Stored data:
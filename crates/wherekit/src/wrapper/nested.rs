//! Parenthesized groups: raw subqueries and nested wrappers.

use super::Wrapper;
use crate::column::ColumnResolver;
use crate::error::WrapperError;
use crate::param::Param;
use crate::segment::{Keyword, Segment, render_segments};

impl<R: ColumnResolver> Wrapper<R> {
    /// Append `keyword (sql)`, binding `{i}` placeholders in `sql` to `values`.
    ///
    /// Blank `sql` appends nothing, binds nothing, and is recorded as
    /// [`WrapperError::EmptyRawClause`].
    pub fn add_nested_text(
        self,
        condition: bool,
        keyword: Keyword,
        sql: &str,
        values: &[Param],
    ) -> Self {
        self.append_with(condition, |w| {
            if sql.trim().is_empty() {
                w.record_error(WrapperError::EmptyRawClause(keyword.as_str()));
                return None;
            }
            let text = w.format_template(Some(sql), values)?;
            Some(vec![keyword.into(), Segment::Value(format!("({text})"))])
        })
    }

    /// Build a group in a child wrapper and append `keyword ( <child> )`.
    ///
    /// The child starts empty, with this wrapper's resolver and config, and continues this
    /// wrapper's parameter sequence; its bound values move back here when it is folded in, so
    /// names stay unique across the parent and all of its groups. A child that renders empty
    /// appends nothing. The closure must return the wrapper it was given (or one derived from
    /// it by chaining); anything else is recorded as [`WrapperError::DetachedGroup`]. Names the
    /// child generated before being dropped stay consumed.
    pub fn add_nested<F>(mut self, condition: bool, keyword: Option<Keyword>, f: F) -> Self
    where
        F: FnOnce(Self) -> Self,
    {
        if !condition {
            return self;
        }

        let base = self.params.seq();
        let child = f(self.spawn_child());
        if child.params.seq() < base
            || child.config != self.config
            || self.params.overlaps(&child.params)
        {
            self.params.advance_to(child.params.seq());
            self.record_error(WrapperError::DetachedGroup);
            return self;
        }

        let Wrapper {
            segments,
            params,
            build_error,
            ..
        } = child;
        self.params.absorb(params);
        if let Some(err) = build_error {
            self.record_error(err);
        }
        if segments.is_empty() {
            return self;
        }

        #[cfg(feature = "tracing")]
        tracing::debug!(
            target: "wherekit",
            keyword = keyword.map(Keyword::as_str).unwrap_or("-"),
            segments = segments.len(),
            seq = self.params.seq(),
            "folded nested group"
        );

        let mut group = Vec::with_capacity(4);
        if let Some(keyword) = keyword {
            group.push(Segment::Keyword(keyword));
        }
        group.push(Segment::raw("("));
        group.push(Segment::Raw(render_segments(&segments)));
        group.push(Segment::raw(")"));
        self.append(true, group)
    }

    fn spawn_child(&self) -> Self {
        Self {
            resolver: self.resolver.clone(),
            config: self.config.clone(),
            segments: Vec::new(),
            params: self.params.continuation(),
            build_error: None,
        }
    }

    /// `AND ( ... )`
    pub fn and_nested<F>(self, f: F) -> Self
    where
        F: FnOnce(Self) -> Self,
    {
        self.add_nested(true, Some(Keyword::And), f)
    }

    /// `AND ( ... )` if `condition` holds.
    pub fn and_nested_if<F>(self, condition: bool, f: F) -> Self
    where
        F: FnOnce(Self) -> Self,
    {
        self.add_nested(condition, Some(Keyword::And), f)
    }

    /// `OR ( ... )`
    pub fn or_nested<F>(self, f: F) -> Self
    where
        F: FnOnce(Self) -> Self,
    {
        self.add_nested(true, Some(Keyword::Or), f)
    }

    /// `OR ( ... )` if `condition` holds.
    pub fn or_nested_if<F>(self, condition: bool, f: F) -> Self
    where
        F: FnOnce(Self) -> Self,
    {
        self.add_nested(condition, Some(Keyword::Or), f)
    }

    /// `NOT ( ... )`
    pub fn not_nested<F>(self, f: F) -> Self
    where
        F: FnOnce(Self) -> Self,
    {
        self.not_nested_if(true, f)
    }

    /// `NOT ( ... )` if `condition` holds.
    pub fn not_nested_if<F>(self, condition: bool, f: F) -> Self
    where
        F: FnOnce(Self) -> Self,
    {
        self.add_nested(condition, Some(Keyword::Not), f)
    }

    /// `( ... )` with no leading keyword, e.g. as the first predicate.
    pub fn nested<F>(self, f: F) -> Self
    where
        F: FnOnce(Self) -> Self,
    {
        self.nested_if(true, f)
    }

    /// `( ... )` if `condition` holds.
    pub fn nested_if<F>(self, condition: bool, f: F) -> Self
    where
        F: FnOnce(Self) -> Self,
    {
        self.add_nested(condition, None, f)
    }
}
//! Column resolution: the seam between a wrapper and the entity layer that owns column names.
//!
//! A [`Wrapper`](crate::Wrapper) never interprets columns itself. Every column-bearing
//! predicate calls [`ColumnResolver::resolve`] once and embeds the returned text verbatim.
//!
//! # Example
//! ```ignore
//! use wherekit::{Field, FieldColumns, Wrapper};
//!
//! #[derive(Clone, Copy)]
//! enum User { Id, Name }
//!
//! impl Field for User {
//!     fn column_name(&self) -> &'static str {
//!         match self {
//!             User::Id => "id",
//!             User::Name => "user_name",
//!         }
//!     }
//! }
//!
//! let w = Wrapper::with_resolver(FieldColumns::<User>::new()).eq(&User::Name, "alice");
//! assert_eq!(w.render(), "user_name = ew.paramNameValuePairs.MPGENVAL1");
//! ```

use crate::error::{WrapperError, WrapperResult};
use crate::ident::Ident;
use std::marker::PhantomData;

/// Maps an abstract column identifier to its rendered text.
///
/// Resolvers are cloned into nested groups, so they should be cheap to clone.
pub trait ColumnResolver: Clone {
    /// The column identifier type accepted by wrapper methods.
    type Column: ?Sized;

    fn resolve(&self, column: &Self::Column) -> WrapperResult<String>;
}

/// Passes column text through unchanged.
///
/// Use for trusted column expressions such as `COUNT(o.id)` in HAVING conditions.
#[derive(Debug, Clone, Copy, Default)]
pub struct RawColumns;

impl ColumnResolver for RawColumns {
    type Column = str;

    fn resolve(&self, column: &str) -> WrapperResult<String> {
        if column.trim().is_empty() {
            return Err(WrapperError::invalid_column("empty column"));
        }
        Ok(column.to_string())
    }
}

/// Validates column text as a SQL identifier (`col`, `t.col`, `"Quoted"`).
#[derive(Debug, Clone, Copy, Default)]
pub struct IdentColumns;

impl ColumnResolver for IdentColumns {
    type Column = str;

    fn resolve(&self, column: &str) -> WrapperResult<String> {
        Ident::parse(column)
            .map(|ident| ident.to_sql())
            .map_err(|e| WrapperError::invalid_column(format!("'{column}': {e}")))
    }
}

/// Validates column text and qualifies it with a table alias: `name` -> `u.name`.
#[derive(Debug, Clone)]
pub struct TableColumns {
    table: Ident,
}

impl TableColumns {
    /// Qualify columns with `table`, which must be a valid identifier.
    pub fn new(table: &str) -> WrapperResult<Self> {
        Ok(Self {
            table: Ident::parse(table)?,
        })
    }
}

impl ColumnResolver for TableColumns {
    type Column = str;

    fn resolve(&self, column: &str) -> WrapperResult<String> {
        let ident = Ident::parse(column)
            .map_err(|e| WrapperError::invalid_column(format!("'{column}': {e}")))?;
        Ok(ident.qualified_by(&self.table).to_sql())
    }
}

/// A typed column of some entity, usually a fieldless enum.
pub trait Field {
    /// Column name as stored in the database.
    fn column_name(&self) -> &'static str;
}

/// Resolves [`Field`] values, optionally qualified with a table alias.
#[derive(Debug)]
pub struct FieldColumns<F> {
    table: Option<Ident>,
    _field: PhantomData<fn(&F)>,
}

impl<F> FieldColumns<F> {
    /// Unqualified field columns.
    pub fn new() -> Self {
        Self {
            table: None,
            _field: PhantomData,
        }
    }

    /// Field columns qualified with `table`.
    pub fn with_table(table: &str) -> WrapperResult<Self> {
        Ok(Self {
            table: Some(Ident::parse(table)?),
            _field: PhantomData,
        })
    }
}

impl<F> Default for FieldColumns<F> {
    fn default() -> Self {
        Self::new()
    }
}

impl<F> Clone for FieldColumns<F> {
    fn clone(&self) -> Self {
        Self {
            table: self.table.clone(),
            _field: PhantomData,
        }
    }
}

impl<F: Field> ColumnResolver for FieldColumns<F> {
    type Column = F;

    fn resolve(&self, field: &F) -> WrapperResult<String> {
        let name = field.column_name();
        let ident = Ident::parse(name)
            .map_err(|e| WrapperError::invalid_column(format!("'{name}': {e}")))?;
        Ok(match &self.table {
            Some(table) => ident.qualified_by(table).to_sql(),
            None => ident.to_sql(),
        })
    }
}

#[cfg(test)]
mod tests {
    use super::*;

    #[derive(Clone, Copy)]
    enum Order {
        Id,
        Total,
        Broken,
    }

    impl Field for Order {
        fn column_name(&self) -> &'static str {
            match self {
                Order::Id => "id",
                Order::Total => "total_cents",
                Order::Broken => "total cents",
            }
        }
    }

    #[test]
    fn raw_passthrough() {
        assert_eq!(RawColumns.resolve("COUNT(o.id)").unwrap(), "COUNT(o.id)");
        assert!(RawColumns.resolve("  ").is_err());
    }

    #[test]
    fn ident_validates() {
        assert_eq!(IdentColumns.resolve("u.name").unwrap(), "u.name");
        assert!(matches!(
            IdentColumns.resolve("name; DROP TABLE users"),
            Err(WrapperError::InvalidColumn(_))
        ));
    }

    #[test]
    fn table_qualifies() {
        let cols = TableColumns::new("o").unwrap();
        assert_eq!(cols.resolve("total").unwrap(), "o.total");
        assert_eq!(cols.resolve(r#""Total""#).unwrap(), r#"o."Total""#);
        assert!(TableColumns::new("bad alias").is_err());
    }

    #[test]
    fn fields_resolve() {
        let cols = FieldColumns::<Order>::new();
        assert_eq!(cols.resolve(&Order::Total).unwrap(), "total_cents");

        let qualified = FieldColumns::<Order>::with_table("o").unwrap();
        assert_eq!(qualified.resolve(&Order::Id).unwrap(), "o.id");
        assert!(qualified.resolve(&Order::Broken).is_err());
    }
}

• [TASK] Please make an exact copy of the lines above from the line with "by wrapper methods." through the line with "in HAVING conditions.", both ends included.

• [SOLUTION]
    /// The column identifier type accepted by wrapper methods.
    type Column: ?Sized;

    fn resolve(&self, column: &Self::Column) -> WrapperResult<String>;
}

/// Passes column text through unchanged.
///
/// Use for trusted column expressions such as `COUNT(o.id)` in HAVING conditions.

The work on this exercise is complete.